--- START ---

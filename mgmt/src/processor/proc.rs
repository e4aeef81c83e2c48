// SPDX-License-Identifier: Apache-2.0
// Copyright Open Network Fabric Authors

//! Entry point for desired-state fragments

use config::external::fragment::Fragment;
use config::{ConfigResult, ConversionParams, build_config, stringify};
use tracing::{debug, error, info, warn};

use crate::processor::debouncer::ReloadSender;
use crate::processor::status::StatusCell;

/// Turns sets of fragments into configs for the reload scheduler. Every reconciliation
/// pass is recorded in the published status.
#[derive(Clone, Debug)]
pub struct ConfigProcessor {
    params: ConversionParams,
    reload: ReloadSender,
    status: StatusCell,
}

impl ConfigProcessor {
    #[must_use]
    pub fn new(params: ConversionParams, reload: ReloadSender, status: StatusCell) -> Self {
        Self {
            params,
            reload,
            status,
        }
    }
    #[must_use]
    pub fn params(&self) -> &ConversionParams {
        &self.params
    }
    #[must_use]
    pub fn status(&self) -> &StatusCell {
        &self.status
    }

    /// Build a config from the given fragments and have it applied. A failure leaves the
    /// last config in place.
    pub fn process(&self, fragments: &[Fragment]) -> ConfigResult {
        debug!("Processing {} fragments...", fragments.len());
        let result = build_config(fragments, &self.params).map(|config| {
            if !self.reload.new_config(config) {
                warn!("Built config could not be handed to the reload scheduler");
            }
        });
        match &result {
            Ok(()) => info!("Successfully processed {} fragments", fragments.len()),
            Err(e) => error!("Rejected fragments: {e}"),
        }
        self.status.set_conversion_result(&stringify(&result));
        result
    }

    /// Record a failure that prevented fragments from being processed at all
    pub fn report_failure(&self, msg: &str) {
        error!("Unable to process fragments: {msg}");
        self.status.set_conversion_result(&format!("FAILED: {msg}"));
    }
}

#[cfg(test)]
mod tests {
    use super::*;
    use crate::processor::debouncer::{ReloadEvent, reload_channel};
    use config::LogLevel;
    use config::external::fragment::{NeighborSpec, RouterSpec};
    use pretty_assertions::assert_eq;

    fn fragment(name: &str, asn: u32) -> Fragment {
        Fragment::new(name)
            .add_router(RouterSpec::new(asn).add_neighbor(NeighborSpec::new(65100, "10.0.0.1")))
    }

    #[test]
    fn test_process_sends_config() {
        let (tx, mut rx) = reload_channel();
        let processor = ConfigProcessor::new(
            ConversionParams::new("node-1", LogLevel::Info),
            tx,
            StatusCell::new(),
        );
        assert!(processor.process(&[fragment("a", 65000)]).is_ok());
        let Ok(ReloadEvent::NewConfig(config)) = rx.try_recv() else {
            unreachable!("A config should have been sent");
        };
        assert_eq!(config.hostname, "node-1");
        assert_eq!(config.routers.len(), 1);
        assert_eq!(processor.status().snapshot().last_conversion_result, "Ok");
    }

    #[test]
    fn test_process_rejects_conflicts() {
        let (tx, mut rx) = reload_channel();
        let processor = ConfigProcessor::new(
            ConversionParams::new("node-1", LogLevel::Info),
            tx,
            StatusCell::new(),
        );
        let result = processor.process(&[fragment("a", 65000), fragment("b", 65001)]);
        assert!(result.is_err());
        assert!(rx.try_recv().is_err());
        let status = processor.status().snapshot();
        assert!(status.last_conversion_result.starts_with("FAILED: "));
        assert!(status.last_conversion_result.contains("65001"));
    }

    #[test]
    fn test_report_failure() {
        let (tx, _rx) = reload_channel();
        let processor = ConfigProcessor::new(
            ConversionParams::new("node-1", LogLevel::Info),
            tx,
            StatusCell::new(),
        );
        processor.report_failure("bad.yaml: invalid type");
        assert_eq!(
            processor.status().snapshot().last_conversion_result,
            "FAILED: bad.yaml: invalid type"
        );
    }
}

--- END ---

All lines in the entries above that hold the word "processed" need to be copied.

### Solution to the exercise:
            Ok(()) => info!("Successfully processed {} fragments", fragments.len()),
    /// Record a failure that prevented fragments from being processed at all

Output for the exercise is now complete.